Don began his broadcasting career as a newscaster, sports commentator and disc jockey with private radio stations in Sudbury in the late 1940s. While in Sudbury, he began his avocational involvement in sport, organizing an intermediate basketball team and taking it to the provincial championships.

He also created and published a weekly sports newspaper for a time as a sideline, until his one-man publishing empire was struck down by mumps!

While recuperating he was headhunted by radio station CKY in Winnipeg and moved west. He split four years in Winnipeg between CKY and CKRC, doing sport on both stations and working Canadian Football League games with Jack Wells.

A short stint in the regular army as an officer in the Black Watch Regiment brought him to Nova Scotia where veteran broadcaster Senator Finlay Macdonald recruited him for his radio station CJCH in Halifax.

A Canadian broadcasting highlight was Don’s live broadcast of the British Empire lightweight boxing championship in Johannesburg, South Africa – still the longest distance for a single private-station-originated sports broadcast.

CBC Halifax soon wooed him to be their television sportscaster and his long career with the Canadian Broadcasting Corporation was started. With CBC, he originated the first live telecasts in the Maritimes of basketball, football, badminton, track and field and canoeing.

He also was called upon to contribute items to network programs and eventually asked to join the CBC coverage crews of Olympics, Pan Am, Commonwealth and Canada Games.

For the CBC radio network, he covered a Muhammad Ali fight in London, England as between rounds commentator with Don Dunphy doing the blow-by-blow description. He also covered a heavyweight fight in New York’s Madison Square Garden, this time doing the blow-by-blow description himself.
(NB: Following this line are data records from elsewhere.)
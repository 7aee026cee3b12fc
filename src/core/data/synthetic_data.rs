use rand::prelude::*;
use rand_distr::{Distribution, Poisson};

use crate::core::data::count_matrix::CountMatrix;
use crate::core::data::sparse_structures::CompressedSparseData;
use crate::core::data::spatial_coordinates::SpatialCoordinates;
use crate::error::{Result, ScError};

/////////////
// Helpers //
/////////////

/// Poisson sampler with a parameter check
fn poisson(rate: f64, parameter: &'static str) -> Result<Poisson<f64>> {
    Poisson::new(rate).map_err(|e| ScError::config(parameter, format!("invalid rate {}: {}", rate, e)))
}

/// Draw one count (Poisson samples are integral floats)
#[inline]
fn draw(dist: &Poisson<f64>, rng: &mut StdRng) -> u32 {
    dist.sample(rng) as u32
}

/// Assemble a CSC count matrix from per-observation (gene, count) columns
fn columns_to_counts(
    columns: Vec<Vec<(usize, u32)>>,
    gene_ids: Vec<String>,
    obs_ids: Vec<String>,
) -> Result<CountMatrix> {
    let n_genes = gene_ids.len();
    let mut indptr = Vec::with_capacity(columns.len() + 1);
    let mut indices = Vec::new();
    let mut data = Vec::new();
    indptr.push(0);

    for col in columns {
        for (gene_idx, count) in col {
            if count > 0 {
                indices.push(gene_idx);
                data.push(count);
            }
        }
        indptr.push(indices.len());
    }

    let shape = (n_genes, obs_ids.len());
    CountMatrix::new(
        CompressedSparseData::new_csc(data, indices, indptr, shape),
        gene_ids,
        obs_ids,
    )
}

//////////////////////////
// Block-structured data //
//////////////////////////

/// Configuration of the synthetic block data
///
/// ### Fields
///
/// * `n_obs` - Number of observations (cells).
/// * `n_genes` - Number of genes, control genes included.
/// * `n_blocks` - Number of cell populations. Observations are assigned in
///   contiguous blocks.
/// * `markers_per_block` - Number of genes that are up-regulated in each
///   population.
/// * `n_control_genes` - Number of control (`MT-`) genes.
/// * `base_rate` - Poisson rate of background expression.
/// * `marker_rate` - Poisson rate of a marker in its own population.
/// * `control_rate` - Poisson rate of the control genes.
#[derive(Clone, Debug)]
pub struct BlockDataConfig {
    pub n_obs: usize,
    pub n_genes: usize,
    pub n_blocks: usize,
    pub markers_per_block: usize,
    pub n_control_genes: usize,
    pub base_rate: f64,
    pub marker_rate: f64,
    pub control_rate: f64,
}

impl Default for BlockDataConfig {
    fn default() -> Self {
        Self {
            n_obs: 100,
            n_genes: 50,
            n_blocks: 2,
            markers_per_block: 10,
            n_control_genes: 2,
            base_rate: 1.0,
            marker_rate: 12.0,
            control_rate: 0.2,
        }
    }
}

/// Structure for synthetic single cell data
///
/// ### Fields
///
/// * `counts` - The synthetic counts (genes x cells).
/// * `labels` - The population of every cell.
/// * `marker_genes` - For every population the indices of its markers.
#[derive(Clone, Debug)]
pub struct SyntheticCounts {
    pub counts: CountMatrix,
    pub labels: Vec<usize>,
    pub marker_genes: Vec<Vec<usize>>,
}

/// Generate block-structured synthetic counts
///
/// Control genes come first and are called `MT-<i>`, then the markers of
/// every block, then background genes. Cells are called `cell_<i>`.
///
/// ### Params
///
/// * `config` - The `BlockDataConfig`.
/// * `seed` - Seed for reproducibility purposes. Every cell uses its own
///   generator seeded with `seed + cell index`.
///
/// ### Returns
///
/// The `SyntheticCounts`
pub fn generate_block_counts(config: &BlockDataConfig, seed: u64) -> Result<SyntheticCounts> {
    if config.n_blocks == 0 || config.n_obs < config.n_blocks {
        return Err(ScError::config("n_blocks", "need at least one observation per block"));
    }
    let n_marker_genes = config.n_blocks * config.markers_per_block;
    if config.n_control_genes + n_marker_genes > config.n_genes {
        return Err(ScError::config(
            "n_genes",
            format!(
                "{} genes cannot hold {} control and {} marker genes",
                config.n_genes, config.n_control_genes, n_marker_genes
            ),
        ));
    }

    let base = poisson(config.base_rate, "base_rate")?;
    let marker = poisson(config.marker_rate, "marker_rate")?;
    let control = poisson(config.control_rate, "control_rate")?;

    let marker_genes: Vec<Vec<usize>> = (0..config.n_blocks)
        .map(|b| {
            let start = config.n_control_genes + b * config.markers_per_block;
            (start..start + config.markers_per_block).collect()
        })
        .collect();

    let gene_ids: Vec<String> = (0..config.n_genes)
        .map(|i| {
            if i < config.n_control_genes {
                format!("MT-{}", i)
            } else {
                format!("gene_{}", i)
            }
        })
        .collect();
    let obs_ids: Vec<String> = (0..config.n_obs).map(|i| format!("cell_{}", i)).collect();

    let mut labels = Vec::with_capacity(config.n_obs);
    let mut columns = Vec::with_capacity(config.n_obs);

    for cell_idx in 0..config.n_obs {
        let mut rng = StdRng::seed_from_u64(seed.wrapping_add(cell_idx as u64));
        let block = cell_idx * config.n_blocks / config.n_obs;
        labels.push(block);

        let own_markers = &marker_genes[block];
        let col: Vec<(usize, u32)> = (0..config.n_genes)
            .map(|gene_idx| {
                let dist = if gene_idx < config.n_control_genes {
                    &control
                } else if own_markers.contains(&gene_idx) {
                    &marker
                } else {
                    &base
                };
                (gene_idx, draw(dist, &mut rng))
            })
            .collect();
        columns.push(col);
    }

    Ok(SyntheticCounts {
        counts: columns_to_counts(columns, gene_ids, obs_ids)?,
        labels,
        marker_genes,
    })
}

////////////////////////
// Spatial spot grid //
////////////////////////

/// Structure for synthetic spot data
///
/// ### Fields
///
/// * `counts` - The synthetic counts (genes x spots).
/// * `coordinates` - The spot positions.
#[derive(Clone, Debug)]
pub struct SyntheticSpots {
    pub counts: CountMatrix,
    pub coordinates: SpatialCoordinates,
}

/// Generate a rectangular spot grid with spatial and non-spatial genes
///
/// Genes:
///
/// * `smooth` - rate increases linearly along the grid columns.
/// * `smooth_rev` - rate decreases linearly along the grid columns, so that
///   library sizes stay flat across the grid.
/// * `noise` - constant rate, independent of the position.
/// * `filler_<i>` - constant rate background genes.
///
/// ### Params
///
/// * `n_rows` - Number of grid rows.
/// * `n_cols` - Number of grid columns.
/// * `n_filler` - Number of background genes.
/// * `seed` - Seed for reproducibility purposes.
///
/// ### Returns
///
/// The `SyntheticSpots`
pub fn generate_spot_grid(n_rows: usize, n_cols: usize, n_filler: usize, seed: u64) -> Result<SyntheticSpots> {
    if n_rows == 0 || n_cols < 2 {
        return Err(ScError::config("n_cols", "need at least one row and two columns"));
    }

    let low = 2.0;
    let high = 20.0;
    let noise = poisson(8.0, "noise_rate")?;
    let filler = poisson(10.0, "filler_rate")?;

    let mut gene_ids = vec!["smooth".to_string(), "smooth_rev".to_string(), "noise".to_string()];
    gene_ids.extend((0..n_filler).map(|i| format!("filler_{}", i)));

    let n_spots = n_rows * n_cols;
    let mut obs_ids = Vec::with_capacity(n_spots);
    let mut grid = Vec::with_capacity(n_spots);
    let mut pixel = Vec::with_capacity(n_spots);
    let mut columns = Vec::with_capacity(n_spots);

    for r in 0..n_rows {
        for c in 0..n_cols {
            let spot_idx = r * n_cols + c;
            let mut rng = StdRng::seed_from_u64(seed.wrapping_add(spot_idx as u64));
            let t = c as f64 / (n_cols - 1) as f64;

            let up = poisson(low + (high - low) * t, "smooth_rate")?;
            let down = poisson(low + (high - low) * (1.0 - t), "smooth_rate")?;

            let mut col = vec![
                (0, draw(&up, &mut rng)),
                (1, draw(&down, &mut rng)),
                (2, draw(&noise, &mut rng)),
            ];
            for i in 0..n_filler {
                col.push((3 + i, draw(&filler, &mut rng)));
            }

            obs_ids.push(format!("spot_{}_{}", r, c));
            grid.push((r as i64, c as i64));
            pixel.push((c as f64 * 100.0, r as f64 * 100.0));
            columns.push(col);
        }
    }

    let coordinates = SpatialCoordinates::new(obs_ids.clone(), grid, pixel)?;
    let counts = columns_to_counts(columns, gene_ids, obs_ids)?;

    Ok(SyntheticSpots { counts, coordinates })
}

///////////
// Tests //
///////////

#[cfg(test)]
mod tests {
    use super::*;

    #[test]
    fn test_block_counts_layout() {
        let data = generate_block_counts(&BlockDataConfig::default(), 42).unwrap();
        assert_eq!(data.counts.n_genes(), 50);
        assert_eq!(data.counts.n_obs(), 100);
        assert_eq!(data.labels.iter().filter(|&&l| l == 0).count(), 50);
        assert_eq!(data.marker_genes[1], (12..22).collect::<Vec<_>>());
        assert_eq!(data.counts.gene_ids()[0], "MT-0");
        assert!(data.counts.csc().check_structure().is_ok());
    }

    #[test]
    fn test_block_counts_reproducible() {
        let a = generate_block_counts(&BlockDataConfig::default(), 7).unwrap();
        let b = generate_block_counts(&BlockDataConfig::default(), 7).unwrap();
        assert_eq!(a.counts, b.counts);
    }

    #[test]
    fn test_markers_are_higher_in_their_block() {
        let data = generate_block_counts(&BlockDataConfig::default(), 1).unwrap();
        let gene = data.marker_genes[0][0];
        let in_block: u32 = (0..50).map(|j| data.counts.get(gene, j)).sum();
        let out_block: u32 = (50..100).map(|j| data.counts.get(gene, j)).sum();
        assert!(in_block > 3 * out_block);
    }

    #[test]
    fn test_block_config_checked() {
        let config = BlockDataConfig {
            n_genes: 10,
            ..Default::default()
        };
        assert!(generate_block_counts(&config, 1).is_err());
    }

    #[test]
    fn test_spot_grid() {
        let spots = generate_spot_grid(6, 8, 4, 3).unwrap();
        assert_eq!(spots.counts.n_obs(), 48);
        assert_eq!(spots.counts.n_genes(), 7);
        assert_eq!(spots.coordinates.len(), 48);
        assert_eq!(spots.coordinates.obs_ids(), spots.counts.obs_ids());
    }
}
Goodwin, who rose to become Head of CBC Sports, also became a familiar public address voice behind the scenes heard by fans and athletes around the world for major events such as the 1996 Olympic Summer Games in Atlanta as well as prestigious international tennis, squash and badminton tournaments.

Without question, Don Goodwin possessed many talents and much passion for sports and sports media. We extend our deepest condolences to Don’s wife, Rosemary, their sons David and Nicholas and their families.